Сейчас, когда у большинства народонаселения вылезла любовь к империи, это особенно актуально.

​И от Цезаря далёко, и от вьюги

Ну, какая ещё вьюга в Италии 🙂 ?
Вьюга – нашенское; у Блока, Есенина, Фета – другое дело 😉

Но ворюга мне милей, чем кровопийца.

Думаю, подобную мысль Бродский мог услышать от Надежды Яковлевны Мандельштам, с которой был знаком (и называл её великой вдовой). См., например:

“На той же кухне часто велись самые что ни на есть антисоветские разговоры: ругали КГБ, обсуждали аресты, высылку писателей, художников. Помню, Надежда Яковлевна, слушая все это, говорила: “Не трогайте Лёлика (Брежнева). Вы ведь живете в вегетарианское время. Что бы с вами было во времена, которые выпали на нашу с Осей долю!” Отсюда.

Пятое письмо.

Этот ливень переждать с тобой, гетера,
я согласен, но давай-ка без торговли:
брать сестерций с покрывающего тела —
всё равно что дранку требовать от кровли.

Протекаю, говоришь? Но где же лужа?
Чтобы лужу оставлял я – не бывало.
Вот найдёшь себе какого-нибудь мужа,
он и будет протекать на покрывало.

Один мой приятель отреагировал тогда, в 81 году: “Что-то блатное”.
Интересно, что сейчас “Письма к римскому другу” входят в программу 9 класса.
Перед нами, прежде всего, литература.
Бродский издевается над романтикой двух поэтов. Молодого Апполона Майкова – самого светлого поэта XIX века (“Под дождём”).
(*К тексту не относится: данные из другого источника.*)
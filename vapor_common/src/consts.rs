//! Fixed plant thresholds, targets and timing constants.
//!
//! All limits come from the VaporSur steam-distribution operating
//! envelope. Thresholds are intentionally asymmetric (enter/exit pairs)
//! to provide hysteresis around the special safety modes.

// ─── Reference Operating Point ──────────────────────────────────────

/// Reference pressure [kPa]: initial condition and ESD recovery target.
pub const PRESSURE_SAFE_TARGET_KPA: f64 = 300.0;

/// Reference temperature [°C]: initial condition and ESD recovery target.
pub const TEMPERATURE_SAFE_TARGET_C: f64 = 150.0;

// ─── Pressure Thresholds ────────────────────────────────────────────

/// High-pressure warning threshold [kPa].
pub const PRESSURE_WARN_HIGH_KPA: f64 = 380.0;

/// High-pressure emergency threshold [kPa] — automatic ESD trigger.
pub const PRESSURE_EMERGENCY_KPA: f64 = 460.0;

/// Low-pressure warning threshold [kPa].
pub const PRESSURE_WARN_LOW_KPA: f64 = 250.0;

/// Recovery mode entry threshold [kPa].
pub const PRESSURE_RECOVERY_ENTER_KPA: f64 = 220.0;

/// Recovery mode exit threshold [kPa]. Must exceed the entry threshold
/// so that Recovery cannot chatter at the boundary.
pub const PRESSURE_RECOVERY_EXIT_KPA: f64 = 240.0;

// ─── Temperature Thresholds ─────────────────────────────────────────

/// High-temperature warning threshold [°C].
pub const TEMPERATURE_WARN_HIGH_C: f64 = 170.0;

/// High-temperature emergency threshold [°C] — automatic ESD trigger.
pub const TEMPERATURE_EMERGENCY_C: f64 = 190.0;

/// Low-temperature warning threshold [°C].
pub const TEMPERATURE_WARN_LOW_C: f64 = 120.0;

/// Preheat mode entry threshold [°C].
pub const TEMPERATURE_PREHEAT_ENTER_C: f64 = 110.0;

/// Preheat mode exit threshold [°C].
pub const TEMPERATURE_PREHEAT_EXIT_C: f64 = 130.0;

// ─── ESD Recovery Band ──────────────────────────────────────────────

/// ESD recovery tolerance around the pressure target [kPa].
pub const ESD_PRESSURE_TOLERANCE_KPA: f64 = 5.0;

/// ESD recovery tolerance around the temperature target [°C].
pub const ESD_TEMPERATURE_TOLERANCE_C: f64 = 3.0;

// ─── Actuator Range ─────────────────────────────────────────────────

/// Minimum actuator command [%].
pub const ACTUATOR_MIN_PCT: f64 = 0.0;

/// Maximum actuator command [%].
pub const ACTUATOR_MAX_PCT: f64 = 100.0;

/// Neutral actuator command [%] — holds the process variable steady.
pub const ACTUATOR_NEUTRAL_PCT: f64 = 50.0;

// ─── Operator Input ─────────────────────────────────────────────────

/// Pressure setpoint change per rotary detent [kPa].
pub const ROTARY_PRESSURE_KPA_PER_DETENT: f64 = 2.0;

/// Temperature setpoint change per rotary detent [°C].
pub const ROTARY_TEMPERATURE_C_PER_DETENT: f64 = 1.0;

/// Button debounce interval [ms] — a press counts only after the level
/// has been stable-low for this long.
pub const BUTTON_DEBOUNCE_MS: u32 = 120;

// ─── Setpoint Envelope ──────────────────────────────────────────────

/// Lowest commandable pressure setpoint [kPa].
pub const SETPOINT_PRESSURE_MIN_KPA: f64 = 150.0;

/// Highest commandable pressure setpoint [kPa].
pub const SETPOINT_PRESSURE_MAX_KPA: f64 = 450.0;

/// Lowest commandable temperature setpoint [°C].
pub const SETPOINT_TEMPERATURE_MIN_C: f64 = 60.0;

/// Highest commandable temperature setpoint [°C].
pub const SETPOINT_TEMPERATURE_MAX_C: f64 = 185.0;

// ─── Tracking Gains ─────────────────────────────────────────────────

/// Default valve response per unit of pressure error [%/kPa].
pub const TRACKING_GAIN_PRESSURE_DEFAULT: f64 = 0.5;

/// Default heater response per unit of temperature error [%/°C].
pub const TRACKING_GAIN_TEMPERATURE_DEFAULT: f64 = 1.0;

// ─── Plant Model ────────────────────────────────────────────────────

/// Default process response per unit of actuator deviation [unit/% per s].
pub const PLANT_ACTUATOR_GAIN_DEFAULT: f64 = 0.1;

/// Default dump-path response during relief/purge [1/s].
pub const PLANT_DUMP_GAIN_DEFAULT: f64 = 0.2;

// ─── Timing & Telemetry ─────────────────────────────────────────────

/// Control tick period [ms].
pub const DEFAULT_TICK_PERIOD_MS: u64 = 100;

/// Smallest accepted tick period [ms].
pub const TICK_PERIOD_MS_MIN: u64 = 10;

/// Largest accepted tick period [ms].
pub const TICK_PERIOD_MS_MAX: u64 = 1_000;

/// Publish-channel cadence: one publication every N control ticks.
pub const DEFAULT_PUBLISH_INTERVAL_TICKS: u64 = 50;

/// Number of fields in one serial telemetry record. Downstream console
/// parsers key on this; changing the record shape breaks them.
pub const SERIAL_FIELD_COUNT: usize = 10;
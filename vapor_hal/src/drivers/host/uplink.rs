//! Publish-channel uplink over UDP datagrams.
//!
//! One JSON object per datagram, fire-and-forget: that matches the
//! at-most-once publish contract, and a full socket buffer drops the
//! message instead of delaying the tick.

use std::net::UdpSocket;

use serde::Serialize;
use tracing::debug;

use vapor_common::io::{FeedPublisher, TelemetryError};
use vapor_common::telemetry::{Announcement, FeedMessage};

use crate::error::HalError;

/// Datagram publisher for the feed channel.
#[derive(Debug)]
pub struct UdpFeedPublisher {
    socket: UdpSocket,
}

impl UdpFeedPublisher {
    /// Bind an ephemeral local port and connect it to the collector.
    pub fn connect(addr: &str) -> Result<Self, HalError> {
        let setup = |source| HalError::UplinkSetup {
            addr: addr.to_owned(),
            source,
        };
        let socket = UdpSocket::bind("0.0.0.0:0").map_err(setup)?;
        socket.connect(addr).map_err(setup)?;
        socket.set_nonblocking(true).map_err(setup)?;
        debug!(%addr, "uplink socket connected");
        Ok(Self { socket })
    }

    fn send_json<T: Serialize>(&self, message: &T) -> Result<(), TelemetryError> {
        let payload = serde_json::to_vec(message)
            .map_err(|e| TelemetryError::Io(std::io::Error::other(e)))?;
        match self.socket.send(&payload) {
            Ok(_) => Ok(()),
            Err(e) if e.kind() == std::io::ErrorKind::WouldBlock => {
                Err(TelemetryError::WouldBlock)
            }
            Err(e) => Err(TelemetryError::Io(e)),
        }
    }
}

impl FeedPublisher for UdpFeedPublisher {
    fn announce(&mut self, announcement: &Announcement) -> Result<(), TelemetryError> {
        self.send_json(announcement)
    }

    fn publish(&mut self, message: &FeedMessage) -> Result<(), TelemetryError> {
        self.send_json(message)
    }
}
И пожилого Бориса Пастернака (9-е стихотворение из романа) – самого светлого поэта XX века.
Думаю, Бродский знал, что Майков идеализировал не только Рим, но даже Ивана Грозного, что был он патриотом и в конце жизни руководил цензурным комитетом. И что был он знатоком римской поэзии.
Ну а про Пастернака – он написал почти эротический “Хмель” в 63 года; Марциал прожил около 63.
Кроме того, если уж говорить о Марциале, этот знаменитый эпиграмист совсем не церемонился в описании нравов Римской империи (“у меня – без срамоты ни листа”).

​Вот найдёшь себе какого-нибудь мужа,
он и будет протекать на покрывало.

Ср.:
Если жаж­дешь, чтоб о тебе чита­ли,
Ты най­ди себе пья­ни­цу поэта:
Гру­бым углем он или рых­лым мелом
Накро­па­ет сти­хи в отхо­жем месте!
(Марциал, Кн XII, 61)​

Шестое письмо.

Вот и прожили мы больше половины.
Как сказал мне старый раб перед таверной:
“Мы, оглядываясь, видим лишь руины”.
Взгляд, конечно, очень варварский, но верный.

Был в горах. Сейчас вожусь с большим букетом.
Разыщу большой кувшин, воды налью им.
Как там в Ливии, мой Постум, – или где там?
Неужели до сих пор еще воюем?

Вот и прожили мы больше половины.

Это, думаю, сказано больше о себе. И в точку: Бродский не дожил до 56 лет.

Как там в Ливии, мой Постум, – или где там?
Неужели всё ещё воюем?

В середине 80-ых мы невесело шутили: Как там в Афгане, мой Постум, – или где там.
Как бы ни пришлось также говорить про Украину.

Седьмое письмо.

Помнишь, Постум, у наместника сестрица?
Худощавая, но с полными ногами.
Ты с ней спал еще. Недавно стала жрица.
Жрица, Постум, и общается с богами.

Приезжай, попьём вина, закусим хлебом.
Или сливами. Расскажешь мне известья.
Постелю тебе в саду под чистым небом
и скажу, как называются созвездья.

Восьмое письмо.

Скоро, Постум, друг твой, любящий сложенье,
долг свой давний вычитанию заплатит.
Забери из-под подушки сбереженья,
там немного, но на похороны хватит.

Поезжай на вороной своей кобыле
в дом гетер под городскую нашу стену.
Дай им цену, за которую любили,
чтоб за ту же и оплакивали цену.

Скоро, Постум, друг твой, любящий сложение,
долг свой давний вычитанию заплатит.

Ср. с афоризмом Альберта Эйнштейна:
“Я научился смотреть на смерть как на старый долг, который рано или поздно надо заплатить”.

Девятое письмо.

Зелень лавра, доходящая до дрожи.
Дверь распахнутая, пыльное оконце,
стул покинутый, оставленное ложе.
Ткань, впитавшая полуденное солнце.

Понт шумит за чёрной изгородью пиний.
Чьё-то судно с ветром борется у мыса.
На рассохшейся скамейке – Старший Плиний.
Дрозд щебечет в шевелюре кипариса.

Пожалуй, Лев Лосев прав: Старший Плиний здесь не человек, а книга (“Естественная история”).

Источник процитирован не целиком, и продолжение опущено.